For example, if you need medical experts to label radiology images, you can specify that in the guidelines you provide to Ground Truth Plus. The service will then automatically select labelers trained in radiology to label your data, and from there an expert workforce that is trained on a variety of ML tasks will start labeling the data. Ground Truth Plus brings ML-powered automation to data labeling, which increases the quality of the output dataset and decreases the data labeling costs.

Amazon SageMaker Ground Truth Plus uses a multi-step labeling workflow including ML techniques for active learning, pre-labeling, and machine validation. This reduces the time required to label datasets for a variety of use cases including computer vision and natural language processing. Finally, Ground Truth Plus provides transparency into data labeling operations and quality management through interactive dashboards and user interfaces. This lets you monitor the progress of training datasets across multiple projects, track project metrics such as daily throughput, inspect labels for quality, and provide feedback on the labeled data.

How Does It Work?
A SageMaker Ground Truth Plus screenshot showing the request formFirst, let’s head to the new Ground Truth Plus console and fill out a form outlining the requirements for the data labeling project. Following that, our team of AWS Experts will schedule a call to discuss your data labeling project.
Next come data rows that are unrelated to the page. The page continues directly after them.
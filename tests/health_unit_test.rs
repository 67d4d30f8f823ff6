//! Unit tests for the pole health core.
//!
//! Run with: cargo test --test health_unit_test

use chrono::{Duration, TimeZone, Utc};

use polewatch::entity::poles;
use polewatch::entity::types::{CommStatus, LightState, Severity};
use polewatch::error::AppError;
use polewatch::health::{classify, evaluate, DisplayStatus, TelemetryReport};

const WINDOW_DAYS: i64 = 3;
const WEAK_SIGNAL_DBM: i32 = -85;

fn now() -> chrono::DateTime<Utc> {
    Utc.with_ymd_and_hms(2026, 8, 23, 12, 0, 0).unwrap()
}

fn pole(status: LightState) -> poles::Model {
    poles::Model {
        pole_id: "A01".to_string(),
        latitude: 12.97,
        longitude: 77.59,
        status,
        communication_status: CommStatus::Online,
        region: Some("Karnataka".to_string()),
        district: None,
        city: None,
        firmware_version: Some("v1.0.3".to_string()),
        update_time: Some(now().into()),
    }
}

fn report(pole_id: Option<&str>, status: Option<&str>) -> TelemetryReport {
    TelemetryReport {
        pole_id: pole_id.map(String::from),
        status: status.map(String::from),
        signal_strength: None,
        firmware_version: None,
    }
}

// ---- classifier ----

#[test]
fn online_is_online_regardless_of_update_time() {
    let stale = now() - Duration::days(400);
    assert_eq!(
        classify(CommStatus::Online, Some(stale), now(), WINDOW_DAYS),
        DisplayStatus::Online
    );
    assert_eq!(
        classify(CommStatus::Online, None, now(), WINDOW_DAYS),
        DisplayStatus::Online
    );
}

#[test]
fn offline_recently_seen_is_maintenance() {
    let last_seen = now() - Duration::days(2);
    assert_eq!(
        classify(CommStatus::Offline, Some(last_seen), now(), WINDOW_DAYS),
        DisplayStatus::Maintenance
    );
}

#[test]
fn offline_at_exactly_three_days_is_offline() {
    let last_seen = now() - Duration::days(3);
    assert_eq!(
        classify(CommStatus::Offline, Some(last_seen), now(), WINDOW_DAYS),
        DisplayStatus::Offline
    );
}

#[test]
fn offline_without_timestamp_is_offline() {
    assert_eq!(
        classify(CommStatus::Offline, None, now(), WINDOW_DAYS),
        DisplayStatus::Offline
    );
}

#[test]
fn silent_pole_crosses_from_maintenance_to_offline() {
    // 50 hours silent: still plausibly a transient outage
    let last_seen = now() - Duration::hours(50);
    assert_eq!(
        classify(CommStatus::Offline, Some(last_seen), now(), WINDOW_DAYS),
        DisplayStatus::Maintenance
    );

    // 80 hours silent: confirmed down
    let last_seen = now() - Duration::hours(80);
    assert_eq!(
        classify(CommStatus::Offline, Some(last_seen), now(), WINDOW_DAYS),
        DisplayStatus::Offline
    );
}

#[test]
fn classify_is_deterministic() {
    let last_seen = now() - Duration::hours(50);
    let first = classify(CommStatus::Offline, Some(last_seen), now(), WINDOW_DAYS);
    let second = classify(CommStatus::Offline, Some(last_seen), now(), WINDOW_DAYS);
    assert_eq!(first, second);
}

// ---- report validation ----

#[test]
fn status_parses_case_insensitively() {
    assert_eq!(LightState::parse("on"), Some(LightState::On));
    assert_eq!(LightState::parse("Off"), Some(LightState::Off));
    assert_eq!(LightState::parse("ON"), Some(LightState::On));
    assert_eq!(LightState::parse("dim"), None);
}

#[test]
fn lowercase_status_normalizes_like_uppercase() {
    let lower = report(Some("A01"), Some("on")).validate().unwrap();
    let upper = report(Some("A01"), Some("ON")).validate().unwrap();
    assert_eq!(lower, upper);
    assert_eq!(lower.status, LightState::On);
}

#[test]
fn missing_pole_id_is_a_validation_error() {
    let err = report(None, Some("ON")).validate().unwrap_err();
    assert!(matches!(err, AppError::Validation(_)), "got {err:?}");
}

#[test]
fn missing_status_is_a_validation_error() {
    let err = report(Some("A01"), None).validate().unwrap_err();
    assert!(matches!(err, AppError::Validation(_)), "got {err:?}");
}

#[test]
fn unrecognized_status_is_a_validation_error() {
    let err = report(Some("A01"), Some("BLINKING")).validate().unwrap_err();
    assert!(matches!(err, AppError::Validation(_)), "got {err:?}");
}

// ---- alert evaluator ----

#[test]
fn weak_signal_raises_a_warning() {
    let drafts = evaluate(&pole(LightState::On), LightState::On, Some(-90), WEAK_SIGNAL_DBM);
    assert_eq!(drafts.len(), 1);
    assert_eq!(drafts[0].alert_type, "No Communication");
    assert_eq!(drafts[0].severity, Severity::Warning);
    assert!(drafts[0].message.contains("-90 dBm"), "{}", drafts[0].message);
}

#[test]
fn weak_signal_threshold_is_strict() {
    // -85 exactly is not "below" the threshold
    let drafts = evaluate(&pole(LightState::On), LightState::On, Some(-85), WEAK_SIGNAL_DBM);
    assert!(drafts.is_empty());
}

#[test]
fn absent_signal_strength_raises_nothing() {
    let drafts = evaluate(&pole(LightState::On), LightState::On, None, WEAK_SIGNAL_DBM);
    assert!(drafts.is_empty());
}

#[test]
fn sudden_shutoff_raises_a_critical() {
    let drafts = evaluate(&pole(LightState::On), LightState::Off, None, WEAK_SIGNAL_DBM);
    assert_eq!(drafts.len(), 1);
    assert_eq!(drafts[0].alert_type, "Manual Switch");
    assert_eq!(drafts[0].severity, Severity::Critical);
    assert_eq!(drafts[0].message, "Sudden light OFF detected");
}

#[test]
fn rules_are_additive() {
    // OFF with a weak signal on a previously-ON pole fires both rules
    let drafts = evaluate(&pole(LightState::On), LightState::Off, Some(-90), WEAK_SIGNAL_DBM);
    assert_eq!(drafts.len(), 2);
    assert_eq!(drafts[0].alert_type, "No Communication");
    assert_eq!(drafts[1].alert_type, "Manual Switch");
}

#[test]
fn steady_off_with_good_signal_raises_nothing() {
    let drafts = evaluate(&pole(LightState::Off), LightState::Off, Some(-50), WEAK_SIGNAL_DBM);
    assert!(drafts.is_empty());
}
use sea_orm::DatabaseConnection;
use std::sync::Arc;

use crate::config::Config;

#[derive(Clone)]
pub struct AppState {
    pub db: Arc<DatabaseConnection>,
    pub config: Arc<Config>,
}

impl AppState {
    pub fn new(db: DatabaseConnection, config: Config) -> Self {
        Self {
            db: Arc::new(db),
            config: Arc::new(config),
        }
    }
}
use sea_orm::entity::prelude::*;
use serde::{Deserialize, Serialize};

use super::types::LightState;

/// One reported snapshot of a pole's operating state. Append-only.
#[derive(Clone, Debug, PartialEq, DeriveEntityModel, Serialize, Deserialize)]
#[sea_orm(table_name = "telemetry")]
pub struct Model {
    #[sea_orm(primary_key, auto_increment = false)]
    pub id: Uuid,
    pub pole_id: String,
    pub timestamp: DateTimeWithTimeZone,
    pub status: LightState,
    /// Received signal strength in dBm, when the device reports it.
    pub signal_strength: Option<i32>,
    pub firmware_version: Option<String>,
}

#[derive(Copy, Clone, Debug, EnumIter, DeriveRelation)]
pub enum Relation {
    #[sea_orm(
        belongs_to = "super::poles::Entity",
        from = "Column::PoleId",
        to = "super::poles::Column::PoleId"
    )]
    Pole,
}

impl Related<super::poles::Entity> for Entity {
    fn to() -> RelationDef {
        Relation::Pole.def()
    }
}

impl ActiveModelBehavior for ActiveModel {}
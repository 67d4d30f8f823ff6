pub use sea_orm_migration::prelude::*;

mod m20260823_000001_init;

pub struct Migrator;

#[async_trait::async_trait]
impl MigratorTrait for Migrator {
    fn migrations() -> Vec<Box<dyn MigrationTrait>> {
        vec![Box::new(m20260823_000001_init::Migration)]
    }
}
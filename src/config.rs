use std::env;

#[derive(Debug, Clone)]
pub enum Deployment {
    Local,
    Dev,
    Stage,
    Prod,
}

impl Deployment {
    #[must_use]
    pub fn from_str(s: &str) -> Self {
        match s.to_lowercase().as_str() {
            "dev" | "development" => Self::Dev,
            "stage" | "staging" => Self::Stage,
            "prod" | "production" => Self::Prod,
            _ => Self::Local,
        }
    }
}

#[derive(Debug, Clone)]
pub struct Config {
    // Database
    pub database_url: String,

    // Health classification thresholds
    pub maintenance_window_days: i64,
    pub weak_signal_threshold_dbm: i32,

    // Read-side caps
    pub telemetry_default_limit: u64,
    pub alerts_default_limit: u64,

    // API settings
    pub api_host: String,
    pub api_port: u16,

    // Rate limiting
    pub disable_rate_limiting: bool,
    pub rate_limit_read_per_second: u64,
    pub rate_limit_read_burst: u32,
    pub rate_limit_ingest_per_second: u64,
    pub rate_limit_ingest_burst: u32,

    // Application metadata
    pub deployment: Deployment,
}

impl Config {
    /// Load configuration from environment variables.
    ///
    /// # Errors
    ///
    /// Returns `ConfigError::Missing` if required environment variables are not set.
    pub fn from_env() -> Result<Self, ConfigError> {
        dotenvy::dotenv().ok();

        Ok(Self {
            // Database
            database_url: env::var("DATABASE_URL")
                .map_err(|_| ConfigError::Missing("DATABASE_URL"))?,

            // Thresholds. Defaults match the behavior the field devices were
            // tuned against; override with care.
            maintenance_window_days: env::var("MAINTENANCE_WINDOW_DAYS")
                .unwrap_or_else(|_| "3".to_string())
                .parse()
                .unwrap_or(3),
            weak_signal_threshold_dbm: env::var("WEAK_SIGNAL_THRESHOLD_DBM")
                .unwrap_or_else(|_| "-85".to_string())
                .parse()
                .unwrap_or(-85),

            // Read-side caps
            telemetry_default_limit: env::var("TELEMETRY_DEFAULT_LIMIT")
                .unwrap_or_else(|_| "24".to_string())
                .parse()
                .unwrap_or(24),
            alerts_default_limit: env::var("ALERTS_DEFAULT_LIMIT")
                .unwrap_or_else(|_| "10".to_string())
                .parse()
                .unwrap_or(10),

            // API settings
            api_host: env::var("API_HOST").unwrap_or_else(|_| "0.0.0.0".to_string()),
            api_port: env::var("API_PORT")
                .unwrap_or_else(|_| "3000".to_string())
                .parse()
                .unwrap_or(3000),

            // Rate limiting
            disable_rate_limiting: env::var("DISABLE_RATE_LIMITING")
                .unwrap_or_else(|_| "false".to_string())
                .parse()
                .unwrap_or(false),
            rate_limit_read_per_second: env::var("RATE_LIMIT_READ_PER_SECOND")
                .unwrap_or_else(|_| "5".to_string())
                .parse()
                .unwrap_or(5),
            rate_limit_read_burst: env::var("RATE_LIMIT_READ_BURST")
                .unwrap_or_else(|_| "60".to_string())
                .parse()
                .unwrap_or(60),
            rate_limit_ingest_per_second: env::var("RATE_LIMIT_INGEST_PER_SECOND")
                .unwrap_or_else(|_| "10".to_string())
                .parse()
                .unwrap_or(10),
            rate_limit_ingest_burst: env::var("RATE_LIMIT_INGEST_BURST")
                .unwrap_or_else(|_| "60".to_string())
                .parse()
                .unwrap_or(60),

            // Application metadata
            deployment: Deployment::from_str(
                &env::var("DEPLOYMENT").unwrap_or_else(|_| "local".to_string()),
            ),
        })
    }

    #[must_use]
    pub fn bind_address(&self) -> String {
        format!("{}:{}", self.api_host, self.api_port)
    }
}

#[derive(Debug, thiserror::Error)]
pub enum ConfigError {
    #[error("Missing required environment variable: {0}")]
    Missing(&'static str),
}
use axum::{
    http::StatusCode,
    response::{IntoResponse, Response},
    Json,
};
use serde_json::json;

#[derive(Debug, thiserror::Error)]
pub enum AppError {
    #[error("Database error: {0}")]
    Database(#[from] sea_orm::DbErr),

    #[error("Validation error: {0}")]
    Validation(String),

    #[error("Internal error: {0}")]
    Internal(String),

    #[error("Configuration error: {0}")]
    Config(#[from] crate::config::ConfigError),

    #[error("Not found: {0}")]
    NotFound(String),
}

impl IntoResponse for AppError {
    fn into_response(self) -> Response {
        let (status, error_message) = match &self {
            Self::Database(e) => {
                tracing::error!("Database error: {e:?}");
                (
                    StatusCode::INTERNAL_SERVER_ERROR,
                    "Database error".to_string(),
                )
            }
            Self::Validation(msg) => (StatusCode::BAD_REQUEST, msg.clone()),
            Self::Internal(msg) => {
                tracing::error!("Internal error: {msg}");
                (
                    StatusCode::INTERNAL_SERVER_ERROR,
                    "Internal server error".to_string(),
                )
            }
            Self::Config(e) => {
                tracing::error!("Config error: {e:?}");
                (
                    StatusCode::INTERNAL_SERVER_ERROR,
                    "Configuration error".to_string(),
                )
            }
            Self::NotFound(msg) => (StatusCode::NOT_FOUND, msg.clone()),
        };

        let body = Json(json!({
            "error": error_message,
        }));

        (status, body).into_response()
    }
}

pub type AppResult<T> = Result<T, AppError>;
use crate::entity::poles;
use crate::entity::types::{LightState, Severity};

/// An alert the evaluator wants raised; the ingestor stamps it with the
/// pole id, ACTIVE status, and the ingestion timestamp when persisting.
#[derive(Debug, Clone, PartialEq, Eq)]
pub struct AlertDraft {
    pub alert_type: &'static str,
    pub severity: Severity,
    pub message: String,
}

/// Inspect a report against the pole's pre-update state.
///
/// Rules are independent and additive; a single report can raise both a
/// weak-signal warning and a shutoff critical. Duplicate ACTIVE alerts for a
/// flapping pole are not suppressed here.
#[must_use]
pub fn evaluate(
    previous: &poles::Model,
    status: LightState,
    signal_strength: Option<i32>,
    weak_signal_threshold_dbm: i32,
) -> Vec<AlertDraft> {
    let mut drafts = Vec::new();

    if let Some(dbm) = signal_strength
        && dbm < weak_signal_threshold_dbm
    {
        drafts.push(AlertDraft {
            alert_type: "No Communication",
            severity: Severity::Warning,
            message: format!("Weak signal strength ({dbm} dBm)"),
        });
    }

    if status == LightState::Off && previous.status == LightState::On {
        drafts.push(AlertDraft {
            alert_type: "Manual Switch",
            severity: Severity::Critical,
            message: "Sudden light OFF detected".to_string(),
        });
    }

    drafts
}
//! Coalescing of consecutive TAP comment lines
//!
//! Runs of `#` lines at the same indentation form one diagnostic event.
//! A group never straddles an indentation change, a non-comment line, or
//! an ESYNC barrier; each of those flushes it.

/// Returns the indentation prefix when `line` is a TAP comment.
pub(crate) fn comment_prefix(line: &str) -> Option<&str> {
    let trimmed = line.trim_start();
    trimmed
        .starts_with('#')
        .then(|| &line[..line.len() - trimmed.len()])
}

/// Accumulator for one run of equally indented comment lines.
#[derive(Debug, Default)]
pub struct CommentGroup {
    prefix: Option<String>,
    lines: Vec<String>,
}

impl CommentGroup {
    /// Whether a group is currently being accumulated.
    pub fn is_active(&self) -> bool {
        self.prefix.is_some()
    }

    /// Whether `prefix` matches the active group's indentation.
    pub fn matches(&self, prefix: &str) -> bool {
        self.prefix.as_deref() == Some(prefix)
    }

    /// Append a comment line, starting the group if none is active.
    /// The caller is responsible for flushing on indentation changes.
    pub fn push(&mut self, prefix: &str, line: &str) {
        if self.prefix.is_none() {
            self.prefix = Some(prefix.to_string());
        }
        self.lines.push(line.to_string());
    }

    /// Take the accumulated lines as one newline-joined payload.
    pub fn flush(&mut self) -> Option<String> {
        self.prefix.take()?;
        let joined = self.lines.join("\n");
        self.lines.clear();
        Some(joined)
    }
}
After the call, you simply upload data in an Amazon Simple Storage Service (Amazon S3) bucket for labeling.

Once the data has been uploaded, our experts will set-up the data labeling workflow per your requirements and create a team of labelers with the expertise necessary to label your data effectively. This helps make sure that you have the best people possible working on your projects.

These expert labelers use the Ground Truth Plus tools we’ve built to label these datasets quickly and effectively.
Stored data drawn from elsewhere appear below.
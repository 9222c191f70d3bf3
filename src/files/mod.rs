//! File abstractions over a job output directory
//!
//! A job directory holds a small closed set of files: three single-value
//! files (`start`, `exit`, `file`), two append-only text streams (`stdout`,
//! `stderr`) and an `events/` directory of JSONL shards. Everything here is
//! opened lazily; none of the files are required to exist when the streamer
//! is constructed.

mod jsonl;
mod stream;
mod tail;
mod value;

pub use jsonl::JsonlFile;
pub use stream::StreamFile;
pub use tail::TailReader;
pub use value::ValueFile;

use std::path::{Path, PathBuf};

/// Name of the structured-events directory under the job root.
pub const EVENTS_DIR: &str = "events";

/// The closed set of well-known files in a job directory.
#[derive(Debug, Clone, Copy, PartialEq, Eq)]
pub enum JobFile {
    /// Wall-clock timestamp (float seconds) recorded at job start
    Start,
    /// `"<exit_code> <stamp>"`, written when the producer exits
    Exit,
    /// Path of the test script being executed
    File,
    /// Append-only stdout stream of the test script
    Stdout,
    /// Append-only stderr stream of the test script
    Stderr,
}

impl JobFile {
    /// File name under the job root.
    pub fn name(&self) -> &'static str {
        match self {
            JobFile::Start => "start",
            JobFile::Exit => "exit",
            JobFile::File => "file",
            JobFile::Stdout => "stdout",
            JobFile::Stderr => "stderr",
        }
    }

    /// Full path of this file under `root`.
    pub fn path(&self, root: &Path) -> PathBuf {
        root.join(self.name())
    }
}

/// Full path of the events shard directory under `root`.
pub fn events_dir(root: &Path) -> PathBuf {
    root.join(EVENTS_DIR)
}

/// File name of the JSONL shard written by one producer thread.
pub fn shard_file_name(pid: &str, tid: &str, sep: &str) -> String {
    format!("events-{pid}{sep}{tid}.jsonl")
}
Initially, labelers will annotate the data you’ve uploaded, much like the following example image that we’ve uploaded from the CBCL StreetScenes dataset. However, as the labelers start to submit examples of labeled data, something cool begins happening: our ML systems kick in and start to pre-label the images on behalf of the expert workforce!

An example of the raw dataset used to demonstrate Amazon SageMaker Ground Truth Plus functionality

As more and more data is labeled by the expert workforce, the ML model becomes better at pre-labeling those images. This means that there’s less need for a human to spend as much time creating each individual label for every object of interest in a dataset. Less time spent on labeling means lower costs for you, and it also means a quicker turnaround in creating a dataset that can be used for training a model – all without sacrificing quality.

A screenshot showing one of the labelling interfaces for SageMaker Ground Truth Plus

As the process continues, these ML models will also start to highlight potential areas of interest that the labeling workforce may have missed or incorrectly labeled through machine validation (indicated below by the purple box). Once an area of interest has been highlighted, a human labeler can view and either confirm or delete the suggestion that the model has made. This iteratively improves the pre-labeling and machine validation stages, further reducing the time needed by a labeler to manually label the data, and ensures a high-quality output throughout the process.

A screenshot showing one of the labelling interfaces filed in my a machine learning model for SageMaker Ground Truth Plus

While this is all going on, you can monitor the progress and output of the project using the Ground Truth Plus Project Portal. Within this portal, you can track the amount of data labeled on a day-by-day basis, and make sure that the project is progressing at an acceptable rate.

A screenshot showing the metrics dashboard enabling users to track the progress of their labelling jobs in SageMaker Ground Truth Plus

With each batch of images uploaded and labeled, you can decide whether to accept them or send them back for relabeling if something has been missed.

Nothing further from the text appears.